Take from the listing each line that has the string "false".

◆ DATA SUPPLIED ◆

============

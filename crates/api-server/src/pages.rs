//! Server-rendered HTML for the browser-facing routes

use oauth::UserInfo;

const STYLE: &str = r#"
        body { font-family: -apple-system, BlinkMacSystemFont, 'Segoe UI', Roboto, sans-serif;
               background: #f6f8fc; color: #202124; min-height: 100vh; margin: 0; padding: 40px;
               display: flex; flex-direction: column; align-items: center; }
        .container { max-width: 560px; text-align: center; }
        h1 { color: #1a73e8; font-size: 2.2em; margin-bottom: 0.4em; }
        .card { background: #fff; border: 1px solid #dadce0; padding: 24px; border-radius: 8px; margin: 20px 0; }
        .error { border-color: #d93025; color: #d93025; }
        .button { display: inline-block; background: #1a73e8; color: #fff; padding: 10px 24px;
                  border-radius: 4px; text-decoration: none; border: none; font-size: 1em; cursor: pointer; }
        code { background: #f1f3f4; padding: 2px 8px; border-radius: 4px; }
"#;

pub fn escape_html(text: &str) -> String {
    let mut out = String::with_capacity(text.len());
    for c in text.chars() {
        match c {
            '&' => out.push_str("&amp;"),
            '<' => out.push_str("&lt;"),
            '>' => out.push_str("&gt;"),
            '"' => out.push_str("&quot;"),
            '\'' => out.push_str("&#39;"),
            c => out.push(c),
        }
    }
    out
}

fn layout(title: &str, body: &str) -> String {
    format!(
        r#"<!DOCTYPE html>
<html>
<head>
    <meta charset="utf-8">
    <title>{title}</title>
    <style>{STYLE}</style>
</head>
<body>
    <div class="container">
{body}
    </div>
</body>
</html>"#,
        title = escape_html(title),
    )
}

/// Root page: who is signed in, plus any error handed back by a redirect
pub fn home(user: Option<&UserInfo>, signed_in: bool, error: Option<&str>) -> String {
    let status = match (signed_in, user) {
        (true, Some(user)) => format!(
            r#"<div class="card">Signed in as <b>{}</b><br>{} messages in {} threads</div>
        <form method="post" action="/logout"><button class="button">Sign out</button></form>"#,
            escape_html(&user.email),
            user.messages_total.unwrap_or(0),
            user.threads_total.unwrap_or(0),
        ),
        (true, None) => r#"<div class="card">Signed in</div>
        <form method="post" action="/logout"><button class="button">Sign out</button></form>"#
            .to_string(),
        (false, _) => r#"<div class="card">Not signed in</div>
        <a class="button" href="/login">Sign in</a>"#
            .to_string(),
    };

    let error = error
        .map(|e| format!(r#"<div class="card error">{}</div>"#, escape_html(e)))
        .unwrap_or_default();

    layout(
        "Flow Mail",
        &format!("        <h1>Flow Mail</h1>\n        {error}\n        {status}"),
    )
}

pub fn landing() -> String {
    layout(
        "Flow Mail",
        r#"        <h1>Flow Mail</h1>
        <p>Your Gmail inbox, one sign-in away.</p>
        <div class="card">Read, send, star, archive and draft messages through the Gmail API.</div>
        <a class="button" href="/login">Get started</a>"#,
    )
}

pub fn login() -> String {
    layout(
        "Sign in - Flow Mail",
        r#"        <h1>Sign in</h1>
        <div class="card">Flow Mail needs access to your Gmail account.</div>
        <a class="button" href="/auth/google">Sign in with Google</a>"#,
    )
}

/// Shown instead of the sign-in button when no Google client is configured
pub fn configuration_error() -> String {
    error(
        "Configuration error",
        "Google OAuth client ID is not configured. Set GOOGLE_CLIENT_ID and GOOGLE_CLIENT_SECRET.",
    )
}

pub fn error(title: &str, message: &str) -> String {
    layout(
        title,
        &format!(
            r#"        <h1>{}</h1>
        <div class="card error">{}</div>
        <a class="button" href="/login">Back to sign in</a>"#,
            escape_html(title),
            escape_html(message),
        ),
    )
}

#[cfg(test)]
mod tests {
    use super::*;

    #[test]
    fn test_escape_html() {
        assert_eq!(
            escape_html(r#"<script>alert("x")</script>"#),
            "&lt;script&gt;alert(&quot;x&quot;)&lt;/script&gt;"
        );
    }

    #[test]
    fn test_home_shows_user() {
        let user = UserInfo {
            email: "jane@example.com".to_string(),
            messages_total: Some(12),
            threads_total: Some(7),
        };
        let html = home(Some(&user), true, None);
        assert!(html.contains("jane@example.com"));
        assert!(html.contains("12 messages in 7 threads"));
    }

    #[test]
    fn test_error_is_escaped() {
        let html = home(None, false, Some("<b>access_denied</b>"));
        assert!(html.contains("&lt;b&gt;access_denied&lt;/b&gt;"));
        assert!(html.contains("Not signed in"));
    }
}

============

◆ RESULT OF THE EXERCISE ◆
        (false, _) => r#"<div class="card">Not signed in</div>
        let html = home(None, false, Some("<b>access_denied</b>"));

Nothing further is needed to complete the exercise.